▶ _Material shown_
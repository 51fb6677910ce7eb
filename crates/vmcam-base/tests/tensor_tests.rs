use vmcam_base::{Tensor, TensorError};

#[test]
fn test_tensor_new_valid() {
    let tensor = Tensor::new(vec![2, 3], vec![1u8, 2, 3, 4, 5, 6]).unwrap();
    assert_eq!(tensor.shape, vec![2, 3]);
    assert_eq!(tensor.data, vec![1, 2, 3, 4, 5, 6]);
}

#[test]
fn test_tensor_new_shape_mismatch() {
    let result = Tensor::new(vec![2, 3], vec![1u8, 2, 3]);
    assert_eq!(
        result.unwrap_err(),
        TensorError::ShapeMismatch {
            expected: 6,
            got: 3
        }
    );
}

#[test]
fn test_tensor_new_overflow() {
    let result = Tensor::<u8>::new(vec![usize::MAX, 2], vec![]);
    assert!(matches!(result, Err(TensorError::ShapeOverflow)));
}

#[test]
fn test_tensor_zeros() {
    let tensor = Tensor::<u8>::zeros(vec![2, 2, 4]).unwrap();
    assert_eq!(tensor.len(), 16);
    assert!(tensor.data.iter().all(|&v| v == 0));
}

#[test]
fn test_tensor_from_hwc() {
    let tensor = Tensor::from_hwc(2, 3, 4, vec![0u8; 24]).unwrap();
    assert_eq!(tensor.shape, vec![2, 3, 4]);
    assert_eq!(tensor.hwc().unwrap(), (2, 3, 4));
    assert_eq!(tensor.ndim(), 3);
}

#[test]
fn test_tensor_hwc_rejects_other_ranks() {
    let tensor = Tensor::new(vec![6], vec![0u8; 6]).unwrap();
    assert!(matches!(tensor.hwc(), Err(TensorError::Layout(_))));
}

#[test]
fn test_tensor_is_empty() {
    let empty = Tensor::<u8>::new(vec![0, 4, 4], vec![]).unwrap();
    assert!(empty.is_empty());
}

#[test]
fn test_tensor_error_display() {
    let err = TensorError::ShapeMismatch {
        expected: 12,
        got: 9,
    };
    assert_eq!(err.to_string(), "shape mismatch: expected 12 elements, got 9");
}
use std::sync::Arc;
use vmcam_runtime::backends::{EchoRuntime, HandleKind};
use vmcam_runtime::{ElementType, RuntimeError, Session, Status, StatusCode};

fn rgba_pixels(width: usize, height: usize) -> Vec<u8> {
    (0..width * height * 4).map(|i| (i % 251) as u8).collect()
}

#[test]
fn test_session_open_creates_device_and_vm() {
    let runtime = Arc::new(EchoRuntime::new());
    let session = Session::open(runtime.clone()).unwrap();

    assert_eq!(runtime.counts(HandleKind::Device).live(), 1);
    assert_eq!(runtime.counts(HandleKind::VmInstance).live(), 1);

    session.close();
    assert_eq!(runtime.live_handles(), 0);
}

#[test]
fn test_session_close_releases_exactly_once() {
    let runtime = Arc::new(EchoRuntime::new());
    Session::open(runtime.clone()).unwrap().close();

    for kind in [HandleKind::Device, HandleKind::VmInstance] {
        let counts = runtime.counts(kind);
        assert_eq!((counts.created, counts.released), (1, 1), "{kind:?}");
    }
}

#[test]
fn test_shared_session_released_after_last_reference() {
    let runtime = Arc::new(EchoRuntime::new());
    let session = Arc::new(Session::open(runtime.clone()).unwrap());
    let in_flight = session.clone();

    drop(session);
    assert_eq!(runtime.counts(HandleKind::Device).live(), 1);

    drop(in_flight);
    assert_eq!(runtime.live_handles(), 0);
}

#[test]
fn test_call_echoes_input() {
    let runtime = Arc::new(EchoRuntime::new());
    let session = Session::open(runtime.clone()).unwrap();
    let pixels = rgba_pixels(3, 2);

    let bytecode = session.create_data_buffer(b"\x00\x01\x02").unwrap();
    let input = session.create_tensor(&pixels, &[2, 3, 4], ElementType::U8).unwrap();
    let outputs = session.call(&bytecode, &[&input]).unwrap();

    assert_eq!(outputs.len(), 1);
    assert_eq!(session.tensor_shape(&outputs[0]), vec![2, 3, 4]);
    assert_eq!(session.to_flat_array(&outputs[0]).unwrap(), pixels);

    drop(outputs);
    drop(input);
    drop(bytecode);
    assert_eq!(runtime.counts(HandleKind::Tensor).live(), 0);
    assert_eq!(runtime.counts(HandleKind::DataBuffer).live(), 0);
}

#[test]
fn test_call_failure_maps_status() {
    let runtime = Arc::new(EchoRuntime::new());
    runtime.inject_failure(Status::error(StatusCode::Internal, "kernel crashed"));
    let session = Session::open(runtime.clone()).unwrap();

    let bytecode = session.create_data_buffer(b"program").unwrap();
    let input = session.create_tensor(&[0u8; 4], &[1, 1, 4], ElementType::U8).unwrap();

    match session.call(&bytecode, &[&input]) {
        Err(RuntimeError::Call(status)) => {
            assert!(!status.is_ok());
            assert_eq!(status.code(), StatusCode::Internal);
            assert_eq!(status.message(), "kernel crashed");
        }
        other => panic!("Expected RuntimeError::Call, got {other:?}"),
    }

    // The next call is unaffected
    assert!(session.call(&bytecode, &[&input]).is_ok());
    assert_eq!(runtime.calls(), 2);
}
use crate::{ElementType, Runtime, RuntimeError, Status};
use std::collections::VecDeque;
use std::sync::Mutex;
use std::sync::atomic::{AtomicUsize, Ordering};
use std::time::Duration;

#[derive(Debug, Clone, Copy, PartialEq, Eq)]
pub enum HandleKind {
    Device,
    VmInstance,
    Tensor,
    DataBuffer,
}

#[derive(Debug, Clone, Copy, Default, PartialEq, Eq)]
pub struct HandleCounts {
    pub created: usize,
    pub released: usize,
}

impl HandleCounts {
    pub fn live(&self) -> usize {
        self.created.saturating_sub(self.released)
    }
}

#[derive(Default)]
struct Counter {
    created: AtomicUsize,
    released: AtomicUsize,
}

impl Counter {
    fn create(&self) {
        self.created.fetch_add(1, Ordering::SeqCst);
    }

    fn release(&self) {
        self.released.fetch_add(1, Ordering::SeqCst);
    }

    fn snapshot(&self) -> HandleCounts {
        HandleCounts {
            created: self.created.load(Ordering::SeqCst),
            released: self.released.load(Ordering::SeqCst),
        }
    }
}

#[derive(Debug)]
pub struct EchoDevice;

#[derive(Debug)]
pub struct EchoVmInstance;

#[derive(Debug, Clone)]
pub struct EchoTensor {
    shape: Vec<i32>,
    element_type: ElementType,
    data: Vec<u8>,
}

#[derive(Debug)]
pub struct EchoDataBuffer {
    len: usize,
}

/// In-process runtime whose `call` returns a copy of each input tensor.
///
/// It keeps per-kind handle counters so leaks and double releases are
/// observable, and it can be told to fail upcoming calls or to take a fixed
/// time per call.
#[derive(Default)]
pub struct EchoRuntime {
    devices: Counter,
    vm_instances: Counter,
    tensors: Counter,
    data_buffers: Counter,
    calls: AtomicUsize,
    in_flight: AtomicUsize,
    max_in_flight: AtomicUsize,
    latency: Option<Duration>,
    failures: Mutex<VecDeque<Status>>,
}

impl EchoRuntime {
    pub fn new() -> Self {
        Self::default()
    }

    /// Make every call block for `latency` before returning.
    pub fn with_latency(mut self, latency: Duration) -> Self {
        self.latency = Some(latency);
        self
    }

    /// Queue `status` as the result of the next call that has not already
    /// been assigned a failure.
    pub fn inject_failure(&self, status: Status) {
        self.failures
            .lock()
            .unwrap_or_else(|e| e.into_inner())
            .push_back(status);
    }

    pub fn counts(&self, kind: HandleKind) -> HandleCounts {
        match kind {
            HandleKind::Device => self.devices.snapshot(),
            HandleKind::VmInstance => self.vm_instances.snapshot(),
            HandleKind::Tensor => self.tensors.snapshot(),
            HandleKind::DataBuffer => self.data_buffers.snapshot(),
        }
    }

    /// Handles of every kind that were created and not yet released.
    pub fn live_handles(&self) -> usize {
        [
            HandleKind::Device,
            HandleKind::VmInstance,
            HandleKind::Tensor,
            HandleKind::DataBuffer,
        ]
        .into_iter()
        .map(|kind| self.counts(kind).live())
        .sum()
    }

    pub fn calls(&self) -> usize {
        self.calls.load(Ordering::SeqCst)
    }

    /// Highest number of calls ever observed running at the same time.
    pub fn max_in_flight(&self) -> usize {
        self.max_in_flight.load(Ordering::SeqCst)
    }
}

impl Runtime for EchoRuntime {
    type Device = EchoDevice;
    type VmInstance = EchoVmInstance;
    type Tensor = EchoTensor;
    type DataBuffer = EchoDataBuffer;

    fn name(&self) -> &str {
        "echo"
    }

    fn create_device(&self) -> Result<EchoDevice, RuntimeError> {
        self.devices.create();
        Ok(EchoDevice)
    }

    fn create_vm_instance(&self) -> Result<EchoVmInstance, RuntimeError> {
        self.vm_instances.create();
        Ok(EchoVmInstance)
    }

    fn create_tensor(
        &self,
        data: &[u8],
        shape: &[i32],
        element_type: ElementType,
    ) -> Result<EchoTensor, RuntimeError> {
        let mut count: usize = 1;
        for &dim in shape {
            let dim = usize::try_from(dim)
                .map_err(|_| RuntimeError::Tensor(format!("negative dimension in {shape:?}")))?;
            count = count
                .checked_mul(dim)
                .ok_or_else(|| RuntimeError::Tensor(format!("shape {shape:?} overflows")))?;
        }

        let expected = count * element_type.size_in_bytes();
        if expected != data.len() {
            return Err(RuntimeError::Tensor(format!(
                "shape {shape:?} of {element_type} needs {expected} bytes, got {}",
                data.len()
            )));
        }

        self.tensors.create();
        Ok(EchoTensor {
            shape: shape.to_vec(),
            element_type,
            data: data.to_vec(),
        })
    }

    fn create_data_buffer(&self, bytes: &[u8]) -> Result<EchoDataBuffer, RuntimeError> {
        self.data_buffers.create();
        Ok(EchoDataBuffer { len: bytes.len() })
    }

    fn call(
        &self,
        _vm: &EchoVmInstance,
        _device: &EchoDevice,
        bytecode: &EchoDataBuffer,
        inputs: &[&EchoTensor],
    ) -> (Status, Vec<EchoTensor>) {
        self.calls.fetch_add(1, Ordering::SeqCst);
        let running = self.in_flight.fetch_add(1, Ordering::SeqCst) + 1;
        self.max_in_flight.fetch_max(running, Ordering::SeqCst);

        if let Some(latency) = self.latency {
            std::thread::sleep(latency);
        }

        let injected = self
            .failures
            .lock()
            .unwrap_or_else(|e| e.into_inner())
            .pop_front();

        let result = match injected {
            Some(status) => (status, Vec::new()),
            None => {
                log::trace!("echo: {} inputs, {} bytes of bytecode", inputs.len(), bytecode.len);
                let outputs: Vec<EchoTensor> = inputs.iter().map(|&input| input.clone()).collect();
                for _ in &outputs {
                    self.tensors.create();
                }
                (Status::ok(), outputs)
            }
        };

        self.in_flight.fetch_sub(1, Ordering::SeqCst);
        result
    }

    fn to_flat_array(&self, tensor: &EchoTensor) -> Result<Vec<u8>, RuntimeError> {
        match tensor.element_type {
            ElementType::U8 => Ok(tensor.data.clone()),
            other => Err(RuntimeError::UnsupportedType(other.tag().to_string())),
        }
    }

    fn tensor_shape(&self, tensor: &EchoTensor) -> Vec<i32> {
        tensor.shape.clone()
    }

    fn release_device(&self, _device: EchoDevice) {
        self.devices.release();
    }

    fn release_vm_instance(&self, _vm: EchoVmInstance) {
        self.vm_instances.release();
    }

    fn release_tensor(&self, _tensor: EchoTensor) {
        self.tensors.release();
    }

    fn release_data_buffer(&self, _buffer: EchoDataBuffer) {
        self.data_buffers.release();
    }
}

▶ _What the task requires_
If a line of the records includes the string "running", copy it out.

▶ _Exercise output_
    /// Highest number of calls ever observed running at the same time.
        let running = self.in_flight.fetch_add(1, Ordering::SeqCst) + 1;
        self.max_in_flight.fetch_max(running, Ordering::SeqCst);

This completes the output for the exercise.